Luke Ridnour si appresta ad iniziare la tredicesima stagione in NBA all’età di 34 anni, con alle spalle anche alcuni anni di qualità soprattutto ai Minnesota Timberwolves, dove ha ricoperto per qualche anno il ruolo di point guard titolare AR (Avanti Rubio). Il talento spagnolo ne ha poi segnato l’inizio della fine, con meno minuti e più scambi, causando prima la sua partenza in direzione Milwaukee e da lì a Charlotte e infine Orlando. Fino al 25 Giugno 2015, meno di una settimana fa, erano cinque le squadre di cui era stato parte Ridnour: Seattle, Milwaukee (due volte), Minnesota, Charlotte e Orlando.

Cattura“Pensione” all’orizzonte, un’onorevole carriera da role player con 9.3 punti di media, un titolo di Giocatore dell’Anno in Pac-10 nel 2003 e la 14esima scelta assoluta al Draft dei fenomeni lo stesso anno. Si può chiedere di più? Sì, certo, si può chiedere di essere Lebron James, ma se non arrivi al metro e novanta, sei bianchiccio e non particolarmente atletico… Cavolo! Meglio di così difficilmente può andare.

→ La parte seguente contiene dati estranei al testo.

//

pub struct FormulationOpA<'a, L: LinAlgEx>
{
    n: usize,
    constraints: &'a [Constraint<'a, L>],
}

impl<'a, L: LinAlgEx> Operator<L> for FormulationOpA<'a, L>
{
    fn size(&self) -> (usize, usize)
    {
        let m = self.constraints.iter().map(|c| c.rows(self.n)).sum();

        (m, self.n)
    }

    fn op(&self, alpha: L::F, x: &L::Sl, beta: L::F, y: &mut L::Sl)
    {
        let n = self.n;
        let mut offset = 0;

        for con in self.constraints {
            let rows = con.rows(n);
            let (_, mut y_rest) = y.split_mut(offset);
            let (mut y_c, _) = y_rest.split_mut(rows);

            match con {
                Constraint::LessEq { mat_g, .. } => {
                    // y_c = a*mat_g*x + b*y_c
                    mat_g.as_op().op(alpha, x, beta, &mut y_c);
                },
                Constraint::Bounds { .. } => {
                    splitm_mut!(y_c, (y_lo; n), (y_up; n));

                    // y_lo = a*-I*x + b*y_lo
                    L::scale(beta, &mut y_lo);
                    L::add(-alpha, x, &mut y_lo);

                    // y_up = a*I*x + b*y_up
                    L::scale(beta, &mut y_up);
                    L::add(alpha, x, &mut y_up);
                },
            }

            offset += rows;
        }
    }

    fn trans_op(&self, alpha: L::F, x: &L::Sl, beta: L::F, y: &mut L::Sl)
    {
        let n = self.n;
        let f1 = L::F::one();
        let mut offset = 0;

        L::scale(beta, y);

        for con in self.constraints {
            let rows = con.rows(n);
            let (_, x_rest) = x.split_ref(offset);
            let (x_c, _) = x_rest.split_ref(rows);

            match con {
                Constraint::LessEq { mat_g, .. } => {
                    // y += a*mat_g^T*x_c
                    mat_g.as_op().trans_op(alpha, &x_c, f1, y);
                },
                Constraint::Bounds { .. } => {
                    splitm!(x_c, (x_lo; n), (x_up; n));

                    // y += a*-I*x_lo + a*I*x_up
                    L::add(-alpha, &x_lo, y);
                    L::add(alpha, &x_up, y);
                },
            }

            offset += rows;
        }
    }

    fn absadd_cols(&self, tau: &mut L::Sl)
    {
        let f1 = L::F::one();

        for con in self.constraints {
            match con {
                Constraint::LessEq { mat_g, .. } => {
                    mat_g.as_op().absadd_cols(tau);
                },
                Constraint::Bounds { .. } => {
                    // |-1| + |1| in every column
                    L::adds(f1 + f1, tau);
                },
            }
        }
    }

    fn absadd_rows(&self, sigma: &mut L::Sl)
    {
        let n = self.n;
        let f1 = L::F::one();
        let mut offset = 0;

        for con in self.constraints {
            let rows = con.rows(n);
            let (_, mut sigma_rest) = sigma.split_mut(offset);
            let (mut sigma_c, _) = sigma_rest.split_mut(rows);

            match con {
                Constraint::LessEq { mat_g, .. } => {
                    mat_g.as_op().absadd_rows(&mut sigma_c);
                },
                Constraint::Bounds { .. } => {
                    L::adds(f1, &mut sigma_c);
                },
            }

            offset += rows;
        }
    }
}

//

pub struct FormulationOpB<'a, L: LinAlgEx>
{
    n: usize,
    constraints: &'a [Constraint<'a, L>],
}

impl<'a, L: LinAlgEx> Operator<L> for FormulationOpB<'a, L>
{
    fn size(&self) -> (usize, usize)
    {
        let m = self.constraints.iter().map(|c| c.rows(self.n)).sum();

        (m, 1)
    }

    fn op(&self, alpha: L::F, x: &L::Sl, beta: L::F, y: &mut L::Sl)
    {
        let n = self.n;
        let mut offset = 0;

        for con in self.constraints {
            let rows = con.rows(n);
            let (_, mut y_rest) = y.split_mut(offset);
            let (mut y_c, _) = y_rest.split_mut(rows);

            match con {
                Constraint::LessEq { vec_h, .. } => {
                    // y_c = a*vec_h*x + b*y_c
                    vec_h.as_op().op(alpha, x, beta, &mut y_c);
                },
                Constraint::Bounds { lower, upper } => {
                    let ax = alpha * x.get(0);

                    splitm_mut!(y_c, (y_lo; n), (y_up; n));

                    // y_lo = a*-lower*1*x + b*y_lo
                    L::scale(beta, &mut y_lo);
                    L::adds(-*lower * ax, &mut y_lo);

                    // y_up = a*upper*1*x + b*y_up
                    L::scale(beta, &mut y_up);
                    L::adds(*upper * ax, &mut y_up);
                },
            }

            offset += rows;
        }
    }

    fn trans_op(&self, alpha: L::F, x: &L::Sl, beta: L::F, y: &mut L::Sl)
    {
        let n = self.n;
        let f0 = L::F::zero();
        let f1 = L::F::one();
        let mut offset = 0;

        L::scale(beta, y);

        for con in self.constraints {
            let rows = con.rows(n);
            let (_, x_rest) = x.split_ref(offset);
            let (x_c, _) = x_rest.split_ref(rows);

            match con {
                Constraint::LessEq { vec_h, .. } => {
                    // y += a*vec_h^T*x_c
                    vec_h.as_op().trans_op(alpha, &x_c, f1, y);
                },
                Constraint::Bounds { lower, upper } => {
                    splitm!(x_c, (x_lo; n), (x_up; n));

                    let sum_lo = x_lo.get_ref().iter().fold(f0, |acc, &v| acc + v);
                    let sum_up = x_up.get_ref().iter().fold(f0, |acc, &v| acc + v);

                    // y += a*(-lower*1^T*x_lo + upper*1^T*x_up)
                    let val_y = y.get(0) + alpha * (*upper * sum_up - *lower * sum_lo);
                    y.set(0, val_y);
                },
            }

            offset += rows;
        }
    }

    fn absadd_cols(&self, tau: &mut L::Sl)
    {
        let n: L::F = num_traits::cast(self.n).unwrap();

        for con in self.constraints {
            match con {
                Constraint::LessEq { vec_h, .. } => {
                    vec_h.as_op().absadd_cols(tau);
                },
                Constraint::Bounds { lower, upper } => {
                    let val_tau = tau.get(0) + n * (lower.abs() + upper.abs());
                    tau.set(0, val_tau);
                },
            }
        }
    }

    fn absadd_rows(&self, sigma: &mut L::Sl)
    {
        let n = self.n;
        let mut offset = 0;

        for con in self.constraints {
            let rows = con.rows(n);
            let (_, mut sigma_rest) = sigma.split_mut(offset);
            let (mut sigma_c, _) = sigma_rest.split_mut(rows);

            match con {
                Constraint::LessEq { vec_h, .. } => {
                    vec_h.as_op().absadd_rows(&mut sigma_c);
                },
                Constraint::Bounds { lower, upper } => {
                    splitm_mut!(sigma_c, (sigma_lo; n), (sigma_up; n));

                    L::adds(lower.abs(), &mut sigma_lo);
                    L::adds(upper.abs(), &mut sigma_up);
                },
            }

            offset += rows;
        }
    }
}

//

pub struct FormulationCone<L: LinAlgEx>
{
    cone_rpos: ConeRPos<L>,
}

impl<L: LinAlgEx> Cone<L> for FormulationCone<L>
{
    fn proj(&mut self, dual_cone: bool, x: &mut L::Sl) -> Result<(), ()>
    {
        // every row is an inequality
        self.cone_rpos.proj(dual_cone, x)
    }

    fn product_group<G: Fn(&mut L::Sl) + Copy>(&self, dp_tau: &mut L::Sl, group: G)
    {
        self.cone_rpos.product_group(dp_tau, group);
    }
}

//

/// Linear program formulation
///
/// <script src="https://polyfill.io/v3/polyfill.min.js?features=es6"></script>
/// <script id="MathJax-script" async src="https://cdn.jsdelivr.net/npm/mathjax@3/es5/tex-mml-chtml.js"></script>
///
/// An objective descriptor and an immutable list of constraint descriptors:
/// \\[
/// \begin{array}{ll}
/// {\rm minimize\ or\ maximize} & c^T x \\\\
/// {\rm subject \ to} & G_k x \preceq h_k, \quad k \in {\rm LessEq} \\\\
/// & l_k \mathbb{1} \preceq x \preceq u_k \mathbb{1}, \quad k \in {\rm Bounds}.
/// \end{array}
/// \\]
///
/// The representation as a conic linear program is as follows:
/// \\[
/// \begin{array}{ll}
/// {\rm minimize} & \pm c^T x \\\\
/// {\rm subject \ to} &
///   \left[ \begin{array}{c}
///   G_k \\\\ -I \\\\ I
///   \end{array} \right]
///   x + s =
///   \left[ \begin{array}{c}
///   h_k \\\\ -l_k \mathbb{1} \\\\ u_k \mathbb{1}
///   \end{array} \right] \\\\
/// & s \in \mathbb{R}\_+^{m_1 + \cdots}.
/// \end{array}
/// \\]
/// The identity blocks are applied without being stored.
pub struct Formulation<'a, L: LinAlgEx>
{
    objective: Objective<'a, L>,
    constraints: Vec<Constraint<'a, L>>,
}

impl<'a, L: LinAlgEx> Formulation<'a, L>
{
    /// Creates a formulation.
    ///
    /// Returns the [`Formulation`], or `Err` with [`RelaxError::SizeMismatch`] if
    /// `vec_c` is not a column or a constraint does not fit its size,
    /// or [`RelaxError::InvalidBounds`] if a lower bound exceeds its upper bound.
    pub fn new(objective: Objective<'a, L>, constraints: Vec<Constraint<'a, L>>) -> Result<Self, RelaxError>
    {
        let (n, one) = objective.vec_c.size();
        if one != 1 {
            log::error!("Cost must be a column: vec_c{:?}", objective.vec_c.size());
            return Err(RelaxError::SizeMismatch);
        }

        for (k, con) in constraints.iter().enumerate() {
            match con {
                Constraint::LessEq { mat_g, vec_h } => {
                    let (m, n_) = mat_g.size();
                    if n_ != n || vec_h.size() != (m, 1) {
                        log::error!("Size mismatch at constraint {}: vec_c{:?}, mat_g{:?}, vec_h{:?}",
                            k, objective.vec_c.size(), mat_g.size(), vec_h.size());
                        return Err(RelaxError::SizeMismatch);
                    }
                },
                Constraint::Bounds { lower, upper } => {
                    if !(lower <= upper) {
                        log::error!("Invalid bounds at constraint {}", k);
                        return Err(RelaxError::InvalidBounds);
                    }
                },
            }
        }

        Ok(Formulation {
            objective,
            constraints,
        })
    }

    /// Number of variables.
    pub fn n(&self) -> usize
    {
        self.objective.vec_c.size().0
    }

    pub fn objective(&self) -> &Objective<'a, L>
    {
        &self.objective
    }

    pub fn constraints(&self) -> &[Constraint<'a, L>]
    {
        &self.constraints
    }

    /// Intersection of all [`Constraint::Bounds`].
    ///
    /// Returns `None` if no bounds are given.
    pub fn bounds(&self) -> Option<(L::F, L::F)>
    {
        self.constraints.iter().fold(None, |acc, con| {
            match (acc, con) {
                (None, Constraint::Bounds { lower, upper }) => Some((*lower, *upper)),
                (Some((l, u)), Constraint::Bounds { lower, upper }) => Some((l.max(*lower), u.min(*upper))),
                (acc, Constraint::LessEq { .. }) => acc,
            }
        })
    }

    /// Generates the problem data structures to be fed to [`totsu_core::solver::Solver::solve`].
    ///
    /// Returns a tuple of operators and a cone; a work slice is up to the caller.
    pub fn problem(&self) -> (FormulationOpC<'_, L>, FormulationOpA<'_, L>, FormulationOpB<'_, L>, FormulationCone<L>)
    {
        let n = self.n();

        let op_c = FormulationOpC {
            sign: self.objective.sense.sign(),
            vec_c: self.objective.vec_c.as_op(),
        };
        let op_a = FormulationOpA {
            n,
            constraints: &self.constraints,
        };
        let op_b = FormulationOpB {
            n,
            constraints: &self.constraints,
        };

        let cone = FormulationCone {
            cone_rpos: ConeRPos::new(),
        };

        (op_c, op_a, op_b, cone)
    }
}

//

#[test]
fn test_formulation_ops()
{
    use float_eq::assert_float_eq;
    use totsu_core::{FloatGeneric, MatType};

    type L = FloatGeneric<f64>;

    let vec_c = MatBuild::<L>::col(&[1., 2.]);
    let mat_g = MatBuild::<L>::new(MatType::General(1, 2)).iter_rowmaj(&[3., 4.]);
    let vec_h = MatBuild::<L>::col(&[5.]);

    let form = Formulation::new(
        Objective { sense: Sense::Minimize, vec_c: &vec_c },
        vec![
            Constraint::LessEq { mat_g: &mat_g, vec_h: &vec_h },
            Constraint::Bounds { lower: 0., upper: 1. },
        ],
    ).unwrap();

    let (_op_c, op_a, op_b, _cone) = form.problem();
    assert_eq!(op_a.size(), (5, 2));
    assert_eq!(op_b.size(), (5, 1));

    // [G; -I; I] x
    let mut y = [0.; 5];
    op_a.op(1., &[1., -1.], 0., &mut y);
    assert_float_eq!(y.as_ref(), [-1., -1., 1., 1., -1.].as_ref(), abs_all <= 1e-12);

    // [G; -I; I]^T w
    let mut z = [1.; 2];
    op_a.trans_op(2., &[1., 1., 0., 0., 1.], 1., &mut z);
    assert_float_eq!(z.as_ref(), [1. + 2. * (3. - 1.), 1. + 2. * (4. + 1.)].as_ref(), abs_all <= 1e-12);

    // [h; -l; u]
    let mut h = [0.; 5];
    op_b.op(1., &[1.], 0., &mut h);
    assert_float_eq!(h.as_ref(), [5., 0., 0., 1., 1.].as_ref(), abs_all <= 1e-12);

    let mut hw = [0.];
    op_b.trans_op(1., &[1., 1., 1., 1., 1.], 0., &mut hw);
    assert_float_eq!(hw[0], 7., abs <= 1e-12);

    // |h| + n*(|l| + |u|)
    let mut tau_b = [0.];
    op_b.absadd_cols(&mut tau_b);
    assert_float_eq!(tau_b[0], 5. + 2. * (0. + 1.), abs <= 1e-12);

    let mut tau = [0.; 2];
    op_a.absadd_cols(&mut tau);
    assert_float_eq!(tau.as_ref(), [5., 6.].as_ref(), abs_all <= 1e-12);

    let mut sigma = [0.; 5];
    op_b.absadd_rows(&mut sigma);
    assert_float_eq!(sigma.as_ref(), [5., 0., 0., 1., 1.].as_ref(), abs_all <= 1e-12);

    assert_eq!(form.bounds(), Some((0., 1.)));
}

Nell’ultima stagione ai Magic raramente ci si è accorti della presenza del nativo dell’Idaho, 4.0 punti di media e oscurato dai giovani talenti che ad Orlando stanno cercando di far emergere. Ma veniamo appunto al 25 Giugno, quando la carriera del buon Luke ha preso una piega che non vorreste mai prendesse la vostra. Viene scambiato ai Memphis Grizzlies in cambio dei diritti su Janis Timma, lettone che probabilmente in NBA non sbarcherà mai. Nulla di strano fin qui, di scambi se ne vedono tantissimi nella Lega, capita che un giocatore venga scambiato per liberare spazio salariale come in questo caso.

Passa qualche ora. Il telefono suona di nuovo. “Sei stato scambiato a Charlotte”. Bene, ma non benissimo. La situazione inizia a farsi per così dire simpatica, diventa esilarante da lì a poco perché arriva, lo stesso giorno, l’annuncio di un’altra trade, la terza in 24 ore. Stavolta Ridnour vola a Oklahoma City e qui sembra stabilirsi, passano i giorni e nessuno chiama più. Magari sta anche pensando di trovarsi una casa e passare un anno al fianco di Westbrook e Durant, invece no: si va a Toronto, per soldi e una trade exception, il 30 Giugno. E’ la quinta squadra in cinque giorni, Luke diventa l’uomo dei record: mai nessuno aveva cambiato così tante squadre in così poco tempo. Quentin Richardson, in un paio di mesi dell’estate 2009, ebbe la stessa sorte: cinque squadre cambiate (Knicks, Grizzlies, Clippers, Timberwolves e Heat). Ma appunto: in un paio di mesi. Luke lo ha praticamente stracciato e solo il tempo ci dirà se si fermerà qui.

Nel frattempo non ci resta che immaginarci il povero ragazzo che ad ogni trade prende un aereo, arriva nella città che crede di poter chiamare “casa”, salvo poi essere costretto a partire di nuovo, senza nemmeno uscire dall’aeroporto.

There’s no place like home, dicevano ne “Il Mago di Oz”.

Sì, ma quale “home”? E, soprattutto, quale “place”?